■ 架空の有名人を自炊し始めたもよう
誘われたグループでは、活発に投資関係の意見が交わされていました。とにかく通知が多い。
その中で「伊藤先生」と言う人物が、いろいろなアドバイスをしていました。
話によると「伊藤先生」は、自称・著名な金融アナリスト。東京大学大学院経済学研究科を卒業、ペンシルバニア大学ウォートンスクールで博士号をとったといいます。キャリアは30年で、最初の持ち出し60万円をなんと20億円にしたそうです。
なんともすごい方ではありますが、「伊藤康之」という「金融アナリスト」をググってみるもなぜか全く出てこない。
そこで「伊藤先生」のアカウントプロフィールも確認してみましたが、さらによく分からず。
しかし、アカウントの下のほうに、LINE公式からの注意喚起「LINEを悪用した詐欺にご注意ください」(赤線)という表示が出ているのに思わず苦笑。詐欺アカウントに限らず表示されているようですが、詐欺グループにとっては、目も当てられない記載に違いありません。
ちなみに「LINE」からのアナウンスは、お金を騙し取ろうとする詐欺が増えているという注意喚起。具体例として「好意があるふりをする」「著名人のふりをする」などが紹介されていました。
今回は、この「伊藤先生」とやらが「著名人」とのことなので、「著名人のふりをする」に該当するかと思われます。
以前の「有名人をかたる詐欺」の手口では、本当に有名人の名前や写真が無断で使われていました。しかし昨今「詐欺問題」「なりすまし」が大きく取り沙汰されるようになっているため、詐欺側にとって「有名人」は使いにくくなっているもよう。
そこで「伊藤先生」のような架空の「著名人」を作り出し、詐欺を行うことが増えているようです。つまり、詐欺グループは、有名人を使うのではなく、架空の有名人を「自炊」するように進化したもよう。これが先述した「伊藤先生の存在は後々、重大な意味を持つことに気づく」の理由です。
なるほど、「自炊」ならば無数に架空有名人を作り放題。経歴に弱い方であれば、まんまと騙されます。むしろ「ホリエモン」とかの有名人よりも、マニアックで効果がありそうな気さえしてしまいます。

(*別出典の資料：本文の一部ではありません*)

//! Hardware abstraction traits
//!
//! These traits define the interface between the motion logic
//! and hardware-specific implementations.

pub mod emitter;

pub use emitter::PulseEmitter;
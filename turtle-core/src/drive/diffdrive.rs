//! Differential-drive motion engine
//!
//! Turns robot-level motions into per-wheel step profiles and integrates
//! the executed steps of both wheels into a pose.
//!
//! # Lifecycle
//!
//! A motion operation arms both steppers and returns at once. The caller
//! then either awaits [`DiffDrive::wait_idle`] or calls
//! [`DiffDrive::poll`] periodically until [`DiffDrive::is_moving`] is
//! false. Motion and setting operations are rejected with
//! [`DriveError::Busy`] while a motion is in progress.

use embassy_futures::select::{select, Either};
use embedded_hal::digital::{OutputPin, PinState};

use super::kinematics::Kinematics;
use super::pose::{bearing_deg, shortest_turn, Pose, PoseReport};
use crate::config::{Calibration, DriveSettings, MotionLimits};
use crate::error::DriveError;
use crate::motion::{MotionCommand, MotionReply, VelocityProfile};
use crate::stepper::{Direction, Stepper};
use crate::traits::PulseEmitter;

/// Fixed drive hardware parameters
#[derive(Debug, Clone, Copy, PartialEq, Eq)]
pub struct DriveConfig {
    /// Steps per wheel revolution, including microstepping
    pub steps_per_rev: u32,
    /// Driver enable input is active low
    pub enable_inverted: bool,
}

impl Default for DriveConfig {
    fn default() -> Self {
        Self {
            steps_per_rev: super::kinematics::STEPS_PER_REV,
            enable_inverted: true,
        }
    }
}

/// Second leg of a two-leg command, started when the first completes
#[derive(Debug, Clone, Copy, PartialEq)]
struct QueuedDrive {
    distance_um: f32,
}

/// One wheel's share of a motion
#[derive(Debug, Clone, Copy)]
struct WheelMove {
    direction: Direction,
    distance_um: f32,
    speed_umps: f32,
    accel_umpss: f32,
}

/// One wheel's share of the odometry for the motion in progress
#[derive(Debug, Clone, Copy)]
struct WheelProgress {
    /// Executed step count when the motion started
    start: u64,
    /// Steps armed for this motion
    steps: u32,
    sign: f32,
    /// Steps already folded into the pose
    credited: f32,
}

impl WheelProgress {
    fn idle(start: u64) -> Self {
        Self {
            start,
            steps: 0,
            sign: 1.0,
            credited: 0.0,
        }
    }

    fn arm(&mut self, steps: u32, direction: Direction) {
        self.steps = steps;
        self.sign = direction.sign();
    }

    /// Share of the armed steps executed so far, in `[0, 1]`
    fn fraction(&self, done: u64) -> f32 {
        if self.steps == 0 {
            1.0
        } else {
            (done as f32 / self.steps as f32).min(1.0)
        }
    }
}

/// Odometry bookkeeping for the motion in progress
///
/// While either wheel is moving, both are credited only up to the share
/// of the motion they have jointly completed, so the pose follows the
/// commanded arc however the two channels' notifications interleave.
#[derive(Debug, Clone, Copy)]
struct Progress {
    left: WheelProgress,
    right: WheelProgress,
    /// Wheel travel per step for this motion (µm)
    um_per_step: f32,
}

/// Two-wheel drive with odometry
pub struct DiffDrive<L, R, D> {
    left: Stepper<L, D>,
    right: Stepper<R, D>,
    enable_pin: D,
    config: DriveConfig,
    enabled: bool,
    kinematics: Kinematics,
    limits: MotionLimits,
    pose: Pose,
    progress: Progress,
    queued: Option<QueuedDrive>,
}
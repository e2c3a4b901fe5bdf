//! PIO pulse emitter
//!
//! One state machine running the pulse program drives one step output.
//! The state machine's relative IRQ flag is the ready notification: the
//! program raises it each time it latches a command, and the flag stays
//! set until the owner consumes it.

use embassy_rp::clocks::clk_sys_freq;
use embassy_rp::pio::{
    Common, Config, Direction as PioDirection, Instance, Irq, Pin, PioPin, StateMachine,
};
use embassy_rp::Peri;
use turtle_core::error::{ConfigError, EmitterError};
use turtle_core::pulse::{ChannelId, PulseCommand, PIO_CLOCK_HZ};
use turtle_core::traits::PulseEmitter;

use crate::pio::{clock_divider, PulseProgram};

/// TX FIFO depth in words
const TX_FIFO_WORDS: u8 = 4;

/// Words per pulse command (count, delay)
const COMMAND_WORDS: u8 = 2;

/// Step pulse channel on one PIO state machine
///
/// `SM` selects both the state machine and its IRQ flag, since the
/// program raises its flag relative to the state machine number.
pub struct PioPulseEmitter<'d, PIO: Instance, const SM: usize> {
    channel: ChannelId,
    sm: StateMachine<'d, PIO, SM>,
    irq: Irq<'d, PIO, SM>,
    _step_pin: Pin<'d, PIO>,
}

impl<'d, PIO: Instance, const SM: usize> PioPulseEmitter<'d, PIO, SM> {
    /// Configure a state machine to run the pulse program and start it
    ///
    /// Fails if `channel` does not name this state machine.
    pub fn new(
        common: &mut Common<'d, PIO>,
        program: &PulseProgram<'d, PIO>,
        mut sm: StateMachine<'d, PIO, SM>,
        irq: Irq<'d, PIO, SM>,
        step_pin: Peri<'d, impl PioPin>,
        channel: ChannelId,
    ) -> Result<Self, ConfigError> {
        if channel.state_machine() as usize != SM {
            return Err(ConfigError::InvalidChannel {
                block: channel.block(),
                state_machine: channel.state_machine(),
            });
        }

        let step_pin = common.make_pio_pin(step_pin);

        let mut cfg = Config::default();
        cfg.use_program(program.program(), &[]);
        cfg.set_set_pins(&[&step_pin]);
        cfg.clock_divider = clock_divider(clk_sys_freq(), PIO_CLOCK_HZ);

        sm.set_config(&cfg);
        sm.set_pin_dirs(PioDirection::Out, &[&step_pin]);
        sm.set_enable(true);

        #[cfg(feature = "defmt")]
        defmt::info!(
            "Pulse channel ready on PIO{} SM{}",
            channel.block(),
            channel.state_machine()
        );

        Ok(Self {
            channel,
            sm,
            irq,
            _step_pin: step_pin,
        })
    }
}

impl<'d, PIO: Instance, const SM: usize> PulseEmitter for PioPulseEmitter<'d, PIO, SM> {
    fn channel(&self) -> ChannelId {
        self.channel
    }

    fn arm(&mut self, command: PulseCommand) -> Result<(), EmitterError> {
        let tx = self.sm.tx();
        if tx.level() > TX_FIFO_WORDS - COMMAND_WORDS {
            return Err(EmitterError::FifoFull);
        }
        if !(tx.try_push(command.count) && tx.try_push(command.delay())) {
            return Err(EmitterError::FifoFull);
        }
        Ok(())
    }

    fn take_ready(&mut self) -> bool {
        // The IRQ future clears the flag only when it completes
        embassy_futures::poll_once(self.irq.wait()).is_ready()
    }

    async fn wait_ready(&mut self) {
        self.irq.wait().await
    }
}
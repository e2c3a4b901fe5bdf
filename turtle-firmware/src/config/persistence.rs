//! Drive settings persistence
//!
//! Loads and saves calibration and motion limits to flash storage.

use defmt::*;

use turtle_core::config::DriveSettings;
use turtle_core::ConfigError;
use turtle_hal_rp2040::flash::{FlashError, Rp2040FlashStorage, StorageKey};
use turtle_hal_rp2040::FlashStorageTrait;

/// Maximum serialized settings size
const MAX_SETTINGS_SIZE: usize = 64;

/// Settings persistence errors
#[derive(Debug, Clone, Copy, PartialEq, Eq)]
#[cfg_attr(feature = "defmt", derive(defmt::Format))]
pub enum PersistenceError {
    /// Flash operation failed
    Flash(FlashError),
    /// Deserialization failed
    Deserialize,
    /// Serialization failed
    Serialize,
    /// CRC check failed
    CrcMismatch,
    /// Invalid magic or version
    InvalidFormat,
    /// Stored values are out of range
    Invalid(ConfigError),
}

impl From<FlashError> for PersistenceError {
    fn from(e: FlashError) -> Self {
        PersistenceError::Flash(e)
    }
}

/// Load drive settings from flash, falling back to defaults
pub async fn load_settings(storage: &mut Rp2040FlashStorage<'_>) -> DriveSettings {
    match try_load_settings(storage).await {
        Ok(settings) => {
            info!("Loaded drive settings from flash");
            log_settings(&settings);
            settings
        }
        Err(PersistenceError::Flash(FlashError::NotFound)) => {
            debug!("No drive settings in flash, using defaults");
            DriveSettings::default()
        }
        Err(e) => {
            warn!("Failed to load drive settings: {:?}, using defaults", e);
            DriveSettings::default()
        }
    }
}

/// Load drive settings from flash
pub async fn try_load_settings(
    storage: &mut Rp2040FlashStorage<'_>,
) -> Result<DriveSettings, PersistenceError> {
    let mut buffer = [0u8; MAX_SETTINGS_SIZE];
    let len = storage.read(StorageKey::DriveSettings, &mut buffer).await?;

    debug!("Read {} bytes of drive settings from flash", len);

    let settings: DriveSettings =
        postcard::from_bytes(&buffer[..len]).map_err(|_| PersistenceError::Deserialize)?;

    if !settings.is_valid() {
        return Err(PersistenceError::InvalidFormat);
    }
    if !settings.verify_crc() {
        warn!("Drive settings CRC mismatch");
        return Err(PersistenceError::CrcMismatch);
    }
    settings.validate().map_err(PersistenceError::Invalid)?;

    Ok(settings)
}

/// Save drive settings to flash
///
/// Refreshes the header and CRC before writing.
pub async fn save_settings(
    storage: &mut Rp2040FlashStorage<'_>,
    settings: &DriveSettings,
) -> Result<(), PersistenceError> {
    let record = DriveSettings::new(settings.calibration, settings.limits);

    let mut buffer = [0u8; MAX_SETTINGS_SIZE];
    let bytes =
        postcard::to_slice(&record, &mut buffer).map_err(|_| PersistenceError::Serialize)?;

    debug!("Saving {} bytes of drive settings to flash", bytes.len());

    storage.write(StorageKey::DriveSettings, bytes).await?;

    info!("Saved drive settings to flash");
    log_settings(&record);
    Ok(())
}

fn log_settings(settings: &DriveSettings) {
    debug!(
        "Calibration: wheel {} um, axel {} um",
        settings.calibration.wheel_diameter_um, settings.calibration.axel_distance_um
    );
    debug!(
        "Linear {} um/s @ {} um/s^2, rotational {} um/s @ {} um/s^2",
        settings.limits.linear_target_speed_umps,
        settings.limits.linear_accel_umpss,
        settings.limits.rotational_target_speed_umps,
        settings.limits.rotational_accel_umpss
    );
}
//! PIO pulse program
//!
//! Each wheel gets its own state machine; all state machines in a block
//! share one copy of the program. The program pulls a pulse count and a
//! delay from the TX FIFO, raises its relative IRQ flag to say it has
//! latched the command, then emits the pulses with `delay` loop
//! iterations high and `delay` low. A count of zero skips straight back
//! to the next pull.
//!
//! The state machines run at [`PIO_CLOCK_HZ`] so that the delay formula
//! in `turtle_core::pulse` holds.

use embassy_rp::pio::{Common, Instance, LoadedProgram};
use fixed::types::U24F8;

pub use turtle_core::pulse::PIO_CLOCK_HZ;

/// System clock frequency (RP2040 default)
pub const SYS_CLK_HZ: u32 = 125_000_000;

/// Clock divider bringing `sys_clk_hz` down to `target_hz`
///
/// The divider is 16.8 fixed point; out-of-range requests saturate.
pub fn clock_divider(sys_clk_hz: u32, target_hz: u32) -> U24F8 {
    if target_hz == 0 {
        return U24F8::from_bits(0xFFFF_FF00);
    }
    let bits = (sys_clk_hz as u64 * 256) / target_hz as u64;
    // Hardware minimum divider is 1.0
    let bits = bits.clamp(256, 0xFFFF_FF00) as u32;
    U24F8::from_bits(bits)
}

/// The pulse program loaded into one PIO block
pub struct PulseProgram<'d, PIO: Instance> {
    program: LoadedProgram<'d, PIO>,
}

impl<'d, PIO: Instance> PulseProgram<'d, PIO> {
    /// Load the program into a PIO block's instruction memory
    pub fn load(common: &mut Common<'d, PIO>) -> Self {
        let prg = pio::pio_asm!(
            ".wrap_target",
            "pull block",         // pulse count
            "mov x, osr",
            "pull block",         // delay; stays in OSR for reloading Y
            "mov y, osr",
            "irq 0 rel",          // command latched
            "step:",
            "jmp !x finished",
            "set pins, 1",
            "ondelay:",
            "jmp y-- ondelay",
            "mov y, osr",
            "set pins, 0",
            "offdelay:",
            "jmp y-- offdelay",
            "mov y, osr",
            "jmp x-- step",
            "finished:",
            "set pins, 0",
            ".wrap"
        );

        Self {
            program: common.load_program(&prg.program),
        }
    }

    pub fn program(&self) -> &LoadedProgram<'d, PIO> {
        &self.program
    }
}

#[cfg(test)]
mod tests {
    use super::*;

    #[test]
    fn test_default_clock_divider() {
        // 125MHz / 2.5MHz = 50
        assert_eq!(clock_divider(SYS_CLK_HZ, PIO_CLOCK_HZ), U24F8::from_num(50));
    }

    #[test]
    fn test_fractional_divider() {
        // 133MHz / 2.5MHz = 53.2 -> 53 + 51/256
        let div = clock_divider(133_000_000, PIO_CLOCK_HZ);
        assert_eq!(div.to_bits(), 53 * 256 + 51);
    }

    #[test]
    fn test_divider_saturates() {
        assert_eq!(clock_divider(SYS_CLK_HZ, 0).to_bits(), 0xFFFF_FF00);
        assert_eq!(clock_divider(SYS_CLK_HZ, 1_000_000_000), U24F8::from_num(1));
    }
}
use super::store::{DocumentStore, Filter, Limit, StoredDocument};
use crate::models::CollectionName;
use async_trait::async_trait;
use chrono::{DateTime, Utc};
use futures::TryStreamExt;
use mongodb::{
    bson::{doc, Bson, DateTime as BsonDateTime, Document},
    options::{FindOptions, IndexOptions},
    Client as MongoClient, Collection, Database, IndexModel,
};
use serde_json::{Map, Value};
use service_core::error::AppError;

#[derive(Clone)]
pub struct MongoStore {
    client: MongoClient,
    db: Database,
}

impl MongoStore {
    pub async fn connect(uri: &str, database: &str) -> Result<Self, AppError> {
        tracing::info!(database = %database, "Connecting to MongoDB");
        let client = MongoClient::with_uri_str(uri).await.map_err(|e| {
            tracing::error!("Failed to connect to MongoDB: {}", e);
            AppError::from(e)
        })?;
        let db = client.database(database);
        tracing::info!(database = %database, "Successfully connected to MongoDB database");
        Ok(Self { client, db })
    }

    pub async fn initialize_indexes(&self) -> Result<(), AppError> {
        tracing::info!("Creating MongoDB indexes for portfolio-service");

        // Multikey index backing the tag filter on artwork listings
        let tags_index = IndexModel::builder()
            .keys(doc! { "tags": 1 })
            .options(IndexOptions::builder().name("tags_idx".to_string()).build())
            .build();

        self.collection(CollectionName::Artwork)
            .create_index(tags_index, None)
            .await
            .map_err(|e| {
                tracing::error!("Failed to create tags index: {}", e);
                AppError::from(e)
            })?;

        // Inquiries are read newest first by whoever answers them
        let created_index = IndexModel::builder()
            .keys(doc! { "created_at": -1 })
            .options(
                IndexOptions::builder()
                    .name("created_at_idx".to_string())
                    .build(),
            )
            .build();

        self.collection(CollectionName::Inquiry)
            .create_index(created_index, None)
            .await
            .map_err(|e| {
                tracing::error!("Failed to create created_at index: {}", e);
                AppError::from(e)
            })?;

        tracing::info!("Successfully created all MongoDB indexes");
        Ok(())
    }

    pub fn client(&self) -> &MongoClient {
        &self.client
    }

    fn collection(&self, name: CollectionName) -> Collection<Document> {
        self.db.collection(name.as_str())
    }
}

#[async_trait]
impl DocumentStore for MongoStore {
    async fn create_document(
        &self,
        collection: CollectionName,
        record: Map<String, Value>,
    ) -> Result<StoredDocument, AppError> {
        // BSON keeps millisecond precision; stamp once so the echo matches what is stored.
        let now = BsonDateTime::now();

        let mut document = to_bson_document(&record)?;
        document.insert("created_at", now);
        document.insert("updated_at", now);

        let result = self
            .collection(collection)
            .insert_one(document, None)
            .await
            .map_err(|e| {
                tracing::error!(collection = %collection, "Failed to insert document: {}", e);
                AppError::from(e)
            })?;

        let id = match result.inserted_id {
            Bson::ObjectId(oid) => oid.to_hex(),
            Bson::String(s) => s,
            other => other.to_string(),
        };

        tracing::debug!(collection = %collection, id = %id, "Document created");

        Ok(StoredDocument {
            id,
            fields: record,
            created_at: Some(now.to_chrono()),
            updated_at: Some(now.to_chrono()),
        })
    }

    async fn get_documents(
        &self,
        collection: CollectionName,
        filter: &Filter,
        limit: Limit,
    ) -> Result<Vec<StoredDocument>, AppError> {
        let find_options = FindOptions::builder()
            .limit(i64::from(limit.get()))
            .build();

        let cursor = self
            .collection(collection)
            .find(to_bson_filter(filter)?, find_options)
            .await
            .map_err(|e| {
                tracing::error!(collection = %collection, "Failed to query documents: {}", e);
                AppError::from(e)
            })?;

        let documents: Vec<Document> = cursor.try_collect().await.map_err(|e| {
            tracing::error!(collection = %collection, "Failed to collect documents: {}", e);
            AppError::from(e)
        })?;

        documents.into_iter().map(into_stored).collect()
    }

    async fn ping(&self) -> Result<(), AppError> {
        self.client
            .database("admin")
            .run_command(doc! { "ping": 1 }, None)
            .await
            .map_err(|e| {
                tracing::error!("MongoDB health check failed: {}", e);
                AppError::from(e)
            })?;
        Ok(())
    }

    async fn collection_names(&self) -> Result<Vec<String>, AppError> {
        self.db.list_collection_names(None).await.map_err(|e| {
            tracing::error!("Failed to list collections: {}", e);
            AppError::from(e)
        })
    }

    fn backend(&self) -> &'static str {
        "mongodb"
    }
}

fn to_bson_document(record: &Map<String, Value>) -> Result<Document, AppError> {
    mongodb::bson::to_document(record).map_err(|e| {
        tracing::error!("Failed to encode record as BSON: {}", e);
        AppError::store(e)
    })
}

fn to_bson_value(value: &Value) -> Result<Bson, AppError> {
    mongodb::bson::to_bson(value).map_err(AppError::store)
}

fn to_bson_filter(filter: &Filter) -> Result<Document, AppError> {
    let mut query = Document::new();
    match filter {
        Filter::All => {}
        Filter::Equals { field, value } => {
            query.insert(field.clone(), to_bson_value(value)?);
        }
        Filter::Contains { field, value } => {
            query.insert(field.clone(), doc! { "$in": [to_bson_value(value)?] });
        }
    }
    Ok(query)
}

fn into_stored(mut document: Document) -> Result<StoredDocument, AppError> {
    let id = match document.remove("_id") {
        Some(Bson::ObjectId(oid)) => oid.to_hex(),
        Some(Bson::String(s)) => s,
        Some(other) => other.to_string(),
        None => return Err(AppError::store("document is missing its _id")),
    };
    let created_at = take_timestamp(&mut document, "created_at");
    let updated_at = take_timestamp(&mut document, "updated_at");

    let fields = document
        .into_iter()
        .map(|(key, value)| (key, bson_to_json(value)))
        .collect();

    Ok(StoredDocument {
        id,
        fields,
        created_at,
        updated_at,
    })
}

/// Relaxed extended JSON, except that whole-number doubles come back as
/// integers. Shell and driver tooling often write `2021` as a double.
fn bson_to_json(value: Bson) -> Value {
    match value {
        Bson::Double(d) if is_whole(d) => Value::from(d as i64),
        Bson::Array(items) => Value::Array(items.into_iter().map(bson_to_json).collect()),
        Bson::Document(document) => Value::Object(
            document
                .into_iter()
                .map(|(key, value)| (key, bson_to_json(value)))
                .collect(),
        ),
        other => other.into_relaxed_extjson(),
    }
}

fn is_whole(d: f64) -> bool {
    d.fract() == 0.0 && d >= i64::MIN as f64 && d < i64::MAX as f64
}

fn take_timestamp(document: &mut Document, key: &str) -> Option<DateTime<Utc>> {
    match document.remove(key) {
        Some(Bson::DateTime(dt)) => Some(dt.to_chrono()),
        _ => None,
    }
}
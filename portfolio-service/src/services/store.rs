//! Store-agnostic access contract.
//!
//! Records cross this boundary as flat JSON objects; typing happens one
//! layer up in [`PortfolioRepository`](super::PortfolioRepository).

use crate::models::CollectionName;
use async_trait::async_trait;
use chrono::{DateTime, Utc};
use serde_json::{Map, Value};
use service_core::error::AppError;

pub const DEFAULT_LIMIT: u32 = 24;
pub const MAX_LIMIT: u32 = 100;

/// Maximum number of records a single fetch may return, always in `1..=MAX_LIMIT`.
#[derive(Debug, Clone, Copy, PartialEq, Eq)]
pub struct Limit(u32);

impl Limit {
    pub fn new(value: i64) -> Result<Self, AppError> {
        match u32::try_from(value) {
            Ok(v) if (1..=MAX_LIMIT).contains(&v) => Ok(Self(v)),
            _ => Err(AppError::invalid_field(
                "limit",
                "range",
                format!("limit must be between 1 and {}, got {}", MAX_LIMIT, value),
            )),
        }
    }

    pub fn get(self) -> u32 {
        self.0
    }
}

impl Default for Limit {
    fn default() -> Self {
        Self(DEFAULT_LIMIT)
    }
}

/// Predicate applied by [`DocumentStore::get_documents`].
#[derive(Debug, Clone, PartialEq)]
pub enum Filter {
    All,
    /// `field` equals `value`.
    Equals { field: String, value: Value },
    /// `field` is an array containing `value` (a scalar equal to `value` also matches).
    Contains { field: String, value: Value },
}

impl Filter {
    pub fn equals(field: impl Into<String>, value: impl Into<Value>) -> Self {
        Filter::Equals {
            field: field.into(),
            value: value.into(),
        }
    }

    pub fn contains(field: impl Into<String>, value: impl Into<Value>) -> Self {
        Filter::Contains {
            field: field.into(),
            value: value.into(),
        }
    }

    /// Evaluates the predicate against a document's fields.
    pub fn matches(&self, fields: &Map<String, Value>) -> bool {
        match self {
            Filter::All => true,
            Filter::Equals { field, value } => fields.get(field) == Some(value),
            Filter::Contains { field, value } => match fields.get(field) {
                Some(Value::Array(items)) => items.contains(value),
                Some(other) => other == value,
                None => false,
            },
        }
    }
}

/// A document as the store returns it.
#[derive(Debug, Clone, PartialEq)]
pub struct StoredDocument {
    pub id: String,
    pub fields: Map<String, Value>,
    pub created_at: Option<DateTime<Utc>>,
    pub updated_at: Option<DateTime<Utc>>,
}

#[async_trait]
pub trait DocumentStore: Send + Sync {
    /// Inserts one record; the store assigns its identifier and timestamps.
    async fn create_document(
        &self,
        collection: CollectionName,
        record: Map<String, Value>,
    ) -> Result<StoredDocument, AppError>;

    /// Fetches up to `limit` records matching `filter`, in store order.
    async fn get_documents(
        &self,
        collection: CollectionName,
        filter: &Filter,
        limit: Limit,
    ) -> Result<Vec<StoredDocument>, AppError>;

    async fn ping(&self) -> Result<(), AppError>;

    async fn collection_names(&self) -> Result<Vec<String>, AppError>;

    /// Short backend label for diagnostics.
    fn backend(&self) -> &'static str;
}
use opentelemetry::KeyValue;
use opentelemetry_otlp::WithExportConfig;
use opentelemetry_sdk::{Resource, runtime, trace as sdktrace};
use tracing_subscriber::{layer::SubscriberExt, util::SubscriberInitExt};

/// Installs the global subscriber: env filter, JSON logs, and an OTLP
/// exporter when `otlp_endpoint` is set. `RUST_LOG` overrides `log_level`.
pub fn init_tracing(service_name: &str, log_level: &str, otlp_endpoint: Option<&str>) {
    let env_filter = tracing_subscriber::EnvFilter::try_from_default_env()
        .unwrap_or_else(|_| tracing_subscriber::EnvFilter::new(log_level));

    let tracer = otlp_endpoint.and_then(|endpoint| build_tracer(service_name, endpoint));
    let telemetry = tracer.map(|t| tracing_opentelemetry::layer().with_tracer(t));

    tracing_subscriber::registry()
        .with(env_filter)
        .with(telemetry)
        .with(
            tracing_subscriber::fmt::layer()
                .with_file(true)
                .with_line_number(true)
                .json()
                .flatten_event(true),
        )
        .init();
}

fn build_tracer(service_name: &str, otlp_endpoint: &str) -> Option<sdktrace::Tracer> {
    let otlp_exporter = opentelemetry_otlp::new_exporter()
        .tonic()
        .with_endpoint(otlp_endpoint);

    match opentelemetry_otlp::new_pipeline()
        .tracing()
        .with_exporter(otlp_exporter)
        .with_trace_config(sdktrace::config().with_resource(Resource::new(vec![
            KeyValue::new("service.name", service_name.to_string()),
        ])))
        .install_batch(runtime::Tokio)
    {
        Ok(t) => Some(t),
        Err(e) => {
            // The subscriber is not installed yet, so this cannot go through tracing.
            eprintln!(
                "Failed to initialize OTLP tracer for service '{}' at endpoint '{}': {}; continuing without trace export",
                service_name, otlp_endpoint, e
            );
            None
        }
    }
}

余談ですが、伊藤先生についてさらに調べていくと、書かれていたプロフィールがある人物のものと一致することがわかりました。どうやらプロフィール情報などは実在の方を参考にして作り上げているようです。
■ つっこんでみる
なにはともあれ、有名人を勝手に使おうが、自炊しようが、誰かが騙されてしまうのは良くありません。
また、有名人と偽り、特定の銘柄を勧めるのは、かなり悪質です。もう大体の結末も見えてきたので、折角だから注意喚起をかね、LINEグループメンバーみんなの前で「詐欺ではないか」と突っ込んでみます。
まずは、伊藤先生のLINEアカウントに貼り付けられていた、LINE公式からの詐欺の注意喚起を、グループタイムラインにぺたり!
すると、“想定内”の行動を起こされました。
LINEグループを即脱退!
なんとも素早い対応。これで確信がもてました、詐欺でなければ「違う」と否定をすれば良いはずです。
つまり、この方々は「詐欺」を行っており、それに対し真実を突っ込まれてしまったので、これ以上被害(?)を防ぐため、グループからBANをしたようです。
また、先ほどまでやりとりしていた高橋のLINEでも詐欺ではないか尋ねてみると……既読スルー。一切答えてくれなくなりました。
もしかすると、詐欺をうたがわれたら否定せずに、即座にBANすると言う対応も含め、詐欺グループのマニュアルなのかもしれません。
今後は、有名人だけでなく、有名人を作り上げた「自炊有名人詐欺」にも注意が必要です。